How do I keep a mileage log? ▾
The IRS expects a contemporaneous record — meaning you log trips as they happen, not reconstructed from memory at tax time. The log should include date, destination, business purpose, and miles driven (start and end odometer reading, or just the trip total). A spreadsheet works fine; apps like MileIQ, TripLog, and Stride automate the tracking via GPS. The simpler the system, the more likely you'll actually use it.
Can W-2 employees claim a mileage deduction? ▾
Not since 2017. The Tax Cuts and Jobs Act eliminated unreimbursed employee business expenses (including mileage) through 2025 for W-2 workers. If your employer reimburses your mileage at the IRS rate, that reimbursement is tax-free — but you can't deduct the miles separately. Only self-employed workers and independent contractors (1099) qualify for the deduction.

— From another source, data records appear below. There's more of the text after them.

//! # fx-client
//!
//! Client-side state reconstruction for fx-agent event streams.
//!
//! A subscriber never sees the engine's state directly; it folds the
//! sequenced event stream into its own [`ClientAnalysisState`] replica. The
//! fold is deterministic and idempotent, so a reconnecting client can replay
//! overlapping events without corruption.
//!
//! ## Modules
//!
//! - [`state`]: The replica and its event fold
//! - [`consumer`]: Stream consumption with reconnect and resume

pub mod consumer;
pub mod state;

pub use consumer::{
    ChannelEventSource, ConsumerError, EventSource, ReconnectPolicy, StreamConsumer,
};
pub use state::{ClientAnalysisState, ConnectionStatus};
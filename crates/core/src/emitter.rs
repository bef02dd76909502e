//! Sequence-numbered event emission.
//!
//! Every observable transition funnels through one [`Emitter`] per run, which
//! stamps a monotonically increasing sequence number and pushes onto the
//! run's single-subscriber channel. Delivery order therefore equals emission
//! order equals causal order.

use fx_protocol::{AnalysisEvent, SequencedEvent};
use tokio::sync::mpsc::Sender;

/// Single point of emission for one run's event stream.
///
/// The emitter never drops or reorders events. A closed receiver is
/// tolerated silently (the subscriber walked away); the engine keeps its own
/// authoritative `RunState` regardless.
pub struct Emitter {
    tx: Sender<SequencedEvent>,
    next_seq: u64,
}

impl Emitter {
    pub fn new(tx: Sender<SequencedEvent>) -> Self {
        Self { tx, next_seq: 0 }
    }

    /// Stamp the next sequence number onto `event` and push it.
    pub async fn emit(&mut self, event: AnalysisEvent) {
        let sequenced = SequencedEvent {
            seq: self.next_seq,
            event,
        };
        self.next_seq += 1;
        let _ = self.tx.send(sequenced).await;
    }

    /// Sequence number the next emitted event will carry.
    pub fn next_seq(&self) -> u64 {
        self.next_seq
    }
}

#[cfg(test)]
mod tests {
    use super::*;
    use chrono::Utc;
    use tokio::sync::mpsc;

    #[tokio::test]
    async fn test_sequence_numbers_are_dense() {
        let (tx, mut rx) = mpsc::channel(10);
        let mut emitter = Emitter::new(tx);

        for _ in 0..3 {
            emitter
                .emit(AnalysisEvent::Start {
                    query: "EUR/USD".to_string(),
                    timestamp: Utc::now(),
                })
                .await;
        }

        for expected in 0..3 {
            let event = rx.recv().await.expect("event");
            assert_eq!(event.seq, expected);
        }
        assert_eq!(emitter.next_seq(), 3);
    }

    #[tokio::test]
    async fn test_closed_receiver_is_tolerated() {
        let (tx, rx) = mpsc::channel(1);
        drop(rx);
        let mut emitter = Emitter::new(tx);

        // Must not panic or error; the send result is discarded.
        emitter
            .emit(AnalysisEvent::Start {
                query: "EUR/USD".to_string(),
                timestamp: Utc::now(),
            })
            .await;
        assert_eq!(emitter.next_seq(), 1);
    }
}
//! # fx-protocol
//!
//! Core protocol definitions and data models for fx-agent.
//!
//! This crate defines all shared data structures used for:
//! - Runtime state of an analysis run and its parallel tasks
//! - The ordered event stream emitted by the engine
//! - Trading-domain payloads (query context, risk verdict, decision, report)
//!
//! ## Modules
//!
//! - [`analysis_models`]: Query context, risk, decision, and report payloads
//! - [`task_models`]: Per-task runtime state for the parallel stage
//! - [`run_models`]: Run lifecycle stage and the server-side aggregate
//! - [`event`]: The sequenced event stream protocol
//!
//! ## Design Principles
//!
//! - Minimal dependencies: Only serde, ts-rs, uuid, and chrono
//! - TypeScript generation: All types derive `TS` for client compatibility
//! - Independent compilation: No dependencies on other fx-agent crates

pub mod analysis_models;
pub mod event;
pub mod run_models;
pub mod task_models;

// Re-export all public types for convenience
pub use analysis_models::*;
pub use event::*;
pub use run_models::*;
pub use task_models::*;
//! # fx-core
//!
//! Workflow engine and parallel task coordination for fx-agent.
//!
//! This crate provides:
//! - Collaborator trait seams for parsing, analysis, gating, synthesis, report
//! - The parallel task coordinator with per-task failure isolation
//! - The workflow state machine that drives one run end to end
//! - The sequenced event emitter feeding the run's single-subscriber stream
//!
//! ## Modules
//!
//! - [`collaborators`]: Collaborator traits and mock adapters
//! - [`coordinator`]: Parallel fan-out, progress relay, and join barrier
//! - [`engine`]: The workflow state machine
//! - [`emitter`]: Sequence-numbered event emission
//! - [`parser`]: Heuristic fallback query parser
//! - [`config`]: Engine configuration loading
//! - [`cancel`]: Cooperative run cancellation

pub mod cancel;
pub mod collaborators;
pub mod config;
pub mod coordinator;
pub mod emitter;
pub mod engine;
pub mod error;
pub mod parser;

pub use cancel::{cancel_pair, CancelHandle, CancelToken};
pub use engine::AnalysisEngine;
pub use error::EngineError;
//! The workflow state machine.
//!
//! One [`AnalysisEngine`] drives a run through its stages:
//!
//! Init -> Parsing -> Analyzing -> Gating -> Synthesizing -> Reporting -> Done
//!
//! A rejected risk gate short-circuits Gating -> Done with a hold decision
//! and no report. Fatal sequential-stage failures end in Failed. Every state
//! mutation pairs with exactly one emitted event, and exactly one terminal
//! event (`complete` or `error`) closes the stream; a cancelled run closes
//! it with no terminal event at all.

use fx_protocol::{AnalysisEvent, QueryContext, RunStage, RunState, SequencedEvent, TradeDecision};
use std::future::Future;
use std::sync::Arc;
use tokio::sync::mpsc::Sender;
use tracing::{info, warn};

use crate::cancel::CancelToken;
use crate::collaborators::base::{
    now, AnalysisTask, QueryParser, ReportWriter, RiskGate, Synthesizer, TaskError,
};
use crate::config::EngineConfig;
use crate::coordinator;
use crate::emitter::Emitter;
use crate::error::EngineError;
use crate::parser::fallback_parse;

/// Orchestrates one analysis run end to end.
///
/// The engine is the single writer of the run's [`RunState`]; subscribers
/// observe the run only through the sequenced event stream.
pub struct AnalysisEngine {
    parser: Arc<dyn QueryParser>,
    tasks: Vec<Arc<dyn AnalysisTask>>,
    gate: Arc<dyn RiskGate>,
    synthesizer: Arc<dyn Synthesizer>,
    reporter: Arc<dyn ReportWriter>,
    config: EngineConfig,
}

impl AnalysisEngine {
    pub fn new(
        parser: Arc<dyn QueryParser>,
        gate: Arc<dyn RiskGate>,
        synthesizer: Arc<dyn Synthesizer>,
        reporter: Arc<dyn ReportWriter>,
    ) -> Self {
        Self {
            parser,
            tasks: Vec::new(),
            gate,
            synthesizer,
            reporter,
            config: EngineConfig::default(),
        }
    }

    /// Register one parallel analysis task. Task names must be unique.
    pub fn with_task(mut self, task: Arc<dyn AnalysisTask>) -> Self {
        self.tasks.push(task);
        self
    }

    pub fn with_config(mut self, config: EngineConfig) -> Self {
        self.config = config;
        self
    }

    /// Recommended capacity for the run's event channel.
    pub fn channel_capacity(&self) -> usize {
        self.config.channel_capacity
    }

    /// Execute one run, streaming sequenced events onto `events`.
    ///
    /// Returns the final state on success. On a fatal failure the `error`
    /// event has already been emitted before the `Err` is returned; on
    /// cancellation the stream is closed without a terminal event.
    pub async fn run(
        &self,
        query: &str,
        events: Sender<SequencedEvent>,
        cancel: CancelToken,
    ) -> Result<RunState, EngineError> {
        let mut emitter = Emitter::new(events);
        let mut state = RunState::new(query);
        info!(run_id = %state.run_id, query, "run started");

        match self.drive(&mut state, &mut emitter, &cancel).await {
            Ok(()) => {
                state.stage = RunStage::Done;
                emitter
                    .emit(AnalysisEvent::Complete {
                        result: Box::new(state.clone()),
                    })
                    .await;
                info!(run_id = %state.run_id, "run completed");
                Ok(state)
            }
            Err(EngineError::Cancelled) => {
                info!(run_id = %state.run_id, "run cancelled");
                Err(EngineError::Cancelled)
            }
            Err(err) => {
                state.stage = RunStage::Failed;
                warn!(run_id = %state.run_id, error = %err, "run failed");
                emitter
                    .emit(AnalysisEvent::Error {
                        error: err.to_string(),
                        category: err.category(),
                        timestamp: now(),
                    })
                    .await;
                Err(err)
            }
        }
    }

    /// Advance through the non-terminal stages, emitting as it goes.
    ///
    /// Emits no terminal event itself; `run` owns the single terminal.
    async fn drive(
        &self,
        state: &mut RunState,
        emitter: &mut Emitter,
        cancel: &CancelToken,
    ) -> Result<(), EngineError> {
        emitter
            .emit(AnalysisEvent::Start {
                query: state.query.clone(),
                timestamp: state.started_at,
            })
            .await;

        state.stage = RunStage::Parsing;
        let context = self.parse_stage(state, cancel).await?;
        emitter
            .emit(AnalysisEvent::QueryParsed {
                context: context.clone(),
                pair: context.pair.clone(),
                timestamp: now(),
            })
            .await;
        state.context = Some(context.clone());

        state.stage = RunStage::Analyzing;
        coordinator::run_tasks(
            &self.tasks,
            &context,
            state,
            emitter,
            self.config.task_deadline(),
            cancel,
        )
        .await?;

        state.stage = RunStage::Gating;
        let risk = self
            .sequential_stage("gate", cancel, self.gate.assess(&state.tasks), EngineError::Gate)
            .await?;
        let approved = risk.approved;
        state.risk = Some(risk.clone());
        emitter
            .emit(AnalysisEvent::RiskUpdate {
                risk: risk.clone(),
                approved,
            })
            .await;

        if !approved {
            // Gate rejection is a normal outcome: short-circuit to Done with
            // a hold decision and skip synthesis and report entirely.
            let decision = TradeDecision::hold_sentinel();
            state.decision = Some(decision.clone());
            emitter.emit(AnalysisEvent::Decision { decision }).await;
            return Ok(());
        }

        state.stage = RunStage::Synthesizing;
        let decision = self
            .sequential_stage(
                "synthesis",
                cancel,
                self.synthesizer.synthesize(&context, &state.tasks, &risk),
                EngineError::Synthesis,
            )
            .await?;
        state.decision = Some(decision.clone());
        emitter
            .emit(AnalysisEvent::Decision {
                decision: decision.clone(),
            })
            .await;

        state.stage = RunStage::Reporting;
        // An Err here is a transport-level failure and fatal; a structural
        // failure comes back inside the ReportResult and is only recorded.
        let report = self
            .sequential_stage(
                "report",
                cancel,
                self.reporter.write(&context, &decision, &state.tasks),
                EngineError::Report,
            )
            .await?;
        state.report = Some(report.clone());
        emitter.emit(AnalysisEvent::ReportUpdate { report }).await;

        Ok(())
    }

    /// Normalize the query, falling back to the heuristic parser when the
    /// collaborator fails. Only an empty query is fatal.
    async fn parse_stage(
        &self,
        state: &RunState,
        cancel: &CancelToken,
    ) -> Result<QueryContext, EngineError> {
        let parsed = tokio::select! {
            _ = cancel.cancelled() => return Err(EngineError::Cancelled),
            result = self.parser.parse(&state.query) => result,
        };
        match parsed {
            Ok(context) => Ok(context),
            Err(err) => {
                warn!(error = %err, "parser collaborator failed, using fallback");
                fallback_parse(&state.query)
                    .ok_or_else(|| EngineError::Parse("query is empty".to_string()))
            }
        }
    }

    /// Run one sequential stage under the configured deadline, racing the
    /// cancellation token.
    async fn sequential_stage<T, F>(
        &self,
        stage: &'static str,
        cancel: &CancelToken,
        work: F,
        map_err: impl FnOnce(TaskError) -> EngineError,
    ) -> Result<T, EngineError>
    where
        F: Future<Output = Result<T, TaskError>>,
    {
        tokio::select! {
            _ = cancel.cancelled() => Err(EngineError::Cancelled),
            outcome = async {
                match self.config.stage_deadline() {
                    Some(deadline) => match tokio::time::timeout(deadline, work).await {
                        Ok(inner) => inner.map_err(map_err),
                        Err(_) => Err(EngineError::StageTimeout { stage }),
                    },
                    None => work.await.map_err(map_err),
                }
            } => outcome,
        }
    }
}
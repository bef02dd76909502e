//! Cooperative cancellation for runs.
//!
//! A subscriber may cancel a run at any point before the terminal event. The
//! engine and coordinator poll the token at their await points; in-flight
//! analysis tasks are aborted best-effort. A cancelled run closes its stream
//! without emitting a terminal event.

use tokio::sync::watch;

/// Create a linked cancellation handle/token pair.
pub fn cancel_pair() -> (CancelHandle, CancelToken) {
    let (tx, rx) = watch::channel(false);
    (CancelHandle { tx }, CancelToken { rx: Some(rx) })
}

/// Subscriber-side handle used to request cancellation.
pub struct CancelHandle {
    tx: watch::Sender<bool>,
}

impl CancelHandle {
    /// Signal every holder of the linked token.
    pub fn cancel(&self) {
        let _ = self.tx.send(true);
    }
}

/// Engine-side token observed at await points.
#[derive(Clone)]
pub struct CancelToken {
    rx: Option<watch::Receiver<bool>>,
}

impl CancelToken {
    /// A token that can never fire, for runs without a cancelling subscriber.
    pub fn never() -> Self {
        Self { rx: None }
    }

    /// Whether cancellation has already been requested.
    pub fn is_cancelled(&self) -> bool {
        self.rx.as_ref().is_some_and(|rx| *rx.borrow())
    }

    /// Resolve once cancellation is requested; pend forever otherwise.
    pub async fn cancelled(&self) {
        let Some(rx) = self.rx.as_ref() else {
            return std::future::pending().await;
        };
        let mut rx = rx.clone();
        if *rx.borrow() {
            return;
        }
        while rx.changed().await.is_ok() {
            if *rx.borrow() {
                return;
            }
        }
        // Handle dropped without firing: never resolves.
        std::future::pending().await
    }
}

#[cfg(test)]
mod tests {
    use super::*;
    use std::time::Duration;

    #[tokio::test]
    async fn test_cancel_fires_waiters() {
        let (handle, token) = cancel_pair();
        assert!(!token.is_cancelled());

        let waiter = tokio::spawn({
            let token = token.clone();
            async move {
                token.cancelled().await;
            }
        });

        handle.cancel();
        tokio::time::timeout(Duration::from_secs(1), waiter)
            .await
            .expect("waiter should resolve after cancel")
            .expect("waiter task panicked");
        assert!(token.is_cancelled());
    }

    #[tokio::test]
    async fn test_never_token_pends() {
        let token = CancelToken::never();
        assert!(!token.is_cancelled());

        let result =
            tokio::time::timeout(Duration::from_millis(20), token.cancelled()).await;
        assert!(result.is_err(), "never-token must not resolve");
    }

    #[tokio::test]
    async fn test_already_cancelled_resolves_immediately() {
        let (handle, token) = cancel_pair();
        handle.cancel();
        tokio::time::timeout(Duration::from_millis(50), token.cancelled())
            .await
            .expect("pre-cancelled token should resolve at once");
    }
}
//! Collaborator traits and supporting types.

use async_trait::async_trait;
use chrono::Utc;
use fx_protocol::{
    AgentTaskState, QueryContext, Reference, ReportResult, RiskAssessment, SearchRecord,
    TaskResult, TradeDecision,
};
use serde_json::Value;
use std::collections::BTreeMap;
use thiserror::Error;
use tokio::sync::mpsc::Sender;

/// Errors a collaborator may return.
///
/// Collaborators report failure through this type rather than panicking;
/// a panic that escapes anyway is still captured at the task boundary and
/// converted into a failed terminal result.
#[derive(Error, Debug, Clone, PartialEq, Eq)]
pub enum TaskError {
    #[error("Collaborator unavailable: {0}")]
    NotAvailable(String),
    #[error("API call failed: {0}")]
    ApiError(String),
    #[error("Invalid input: {0}")]
    InvalidInput(String),
    #[error("Execution failed: {0}")]
    ExecutionError(String),
}

/// Internal signal funneled from task callbacks into the coordinator's
/// mailbox. All per-task state mutation happens on the mailbox consumer,
/// never on the task side.
#[derive(Debug)]
pub enum TaskSignal {
    Started {
        agent: String,
    },
    Progress {
        agent: String,
        step: Option<String>,
        message: String,
        percent: u8,
        snapshot: Option<Value>,
    },
    Search {
        agent: String,
        record: SearchRecord,
    },
    Terminal {
        agent: String,
        result: TaskResult,
    },
}

/// Task-name-tagged handle a running task uses to report progress.
///
/// Cheap to clone; all updates are serialized through the coordinator
/// mailbox. Send failures are ignored: they only occur when the run has
/// already been cancelled or torn down.
#[derive(Clone)]
pub struct ProgressSink {
    agent: String,
    tx: Sender<TaskSignal>,
}

impl ProgressSink {
    pub(crate) fn new(agent: String, tx: Sender<TaskSignal>) -> Self {
        Self { agent, tx }
    }

    /// The task name this sink is bound to.
    pub fn agent(&self) -> &str {
        &self.agent
    }

    /// Report a progress update.
    ///
    /// `percent` is interpreted on a 0-100 scale; the coordinator clamps it
    /// and enforces monotonicity, so callers may be sloppy.
    pub async fn progress(
        &self,
        step: Option<&str>,
        message: impl Into<String>,
        percent: u8,
        snapshot: Option<Value>,
    ) {
        let _ = self
            .tx
            .send(TaskSignal::Progress {
                agent: self.agent.clone(),
                step: step.map(str::to_string),
                message: message.into(),
                percent,
                snapshot,
            })
            .await;
    }

    /// Report an auxiliary web lookup.
    pub async fn searched(&self, queries: Vec<String>, references: Vec<Reference>) {
        let _ = self
            .tx
            .send(TaskSignal::Search {
                agent: self.agent.clone(),
                record: SearchRecord { queries, references },
            })
            .await;
    }

    pub(crate) async fn started(&self) {
        let _ = self
            .tx
            .send(TaskSignal::Started {
                agent: self.agent.clone(),
            })
            .await;
    }

    pub(crate) async fn terminal(&self, result: TaskResult) {
        let _ = self
            .tx
            .send(TaskSignal::Terminal {
                agent: self.agent.clone(),
                result,
            })
            .await;
    }
}

/// Parser collaborator: raw query to normalized context.
#[async_trait]
pub trait QueryParser: Send + Sync {
    async fn parse(&self, query: &str) -> Result<QueryContext, TaskError>;
}

/// One parallel analysis collaborator (news, technical, fundamental, ...).
#[async_trait]
pub trait AnalysisTask: Send + Sync {
    /// Stable task identity; must be unique within one engine's task set.
    fn name(&self) -> &str;

    /// Run the analysis for `pair`, reporting progress through `sink`.
    ///
    /// Errors are recorded as that task's failed result and never affect
    /// sibling tasks.
    async fn run(
        &self,
        pair: &str,
        context: &QueryContext,
        sink: ProgressSink,
    ) -> Result<Value, TaskError>;
}

/// Gate collaborator deciding whether the run proceeds to synthesis.
#[async_trait]
pub trait RiskGate: Send + Sync {
    async fn assess(
        &self,
        tasks: &BTreeMap<String, AgentTaskState>,
    ) -> Result<RiskAssessment, TaskError>;
}

/// Synthesis collaborator producing the final decision.
#[async_trait]
pub trait Synthesizer: Send + Sync {
    async fn synthesize(
        &self,
        context: &QueryContext,
        tasks: &BTreeMap<String, AgentTaskState>,
        risk: &RiskAssessment,
    ) -> Result<TradeDecision, TaskError>;
}

/// Report collaborator rendering the final document.
///
/// A *structural* failure (could not render) is reported inside the returned
/// `ReportResult` and does not fail the run; an `Err` from this method is a
/// transport-level failure and is fatal.
#[async_trait]
pub trait ReportWriter: Send + Sync {
    async fn write(
        &self,
        context: &QueryContext,
        decision: &TradeDecision,
        tasks: &BTreeMap<String, AgentTaskState>,
    ) -> Result<ReportResult, TaskError>;
}

/// Timestamp helper shared by engine and coordinator.
pub(crate) fn now() -> chrono::DateTime<Utc> {
    Utc::now()
}
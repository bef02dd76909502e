//! Collaborator abstraction and adapters.
//!
//! Every piece of domain logic the engine drives (parsing, the parallel
//! analysis tasks, the risk gate, synthesis, report generation) lives
//! behind a trait seam defined here. The engine only ever sees these
//! contracts.

pub mod base;
pub mod mock;

pub use base::{
    AnalysisTask, ProgressSink, QueryParser, ReportWriter, RiskGate, Synthesizer, TaskError,
    TaskSignal,
};
pub use mock::{MockGate, MockParser, MockReporter, MockSynthesizer, MockTask};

Do I need separate vehicles for business and personal? ▾
No — most freelancers use one vehicle for both. The business-use percentage is calculated from your mileage log. If you drove 8,000 business miles out of 15,000 total miles, your business-use percentage is 53%. The IRS doesn't require a dedicated business car. Some freelancers find a dedicated vehicle simplifies record-keeping, but it's not a requirement.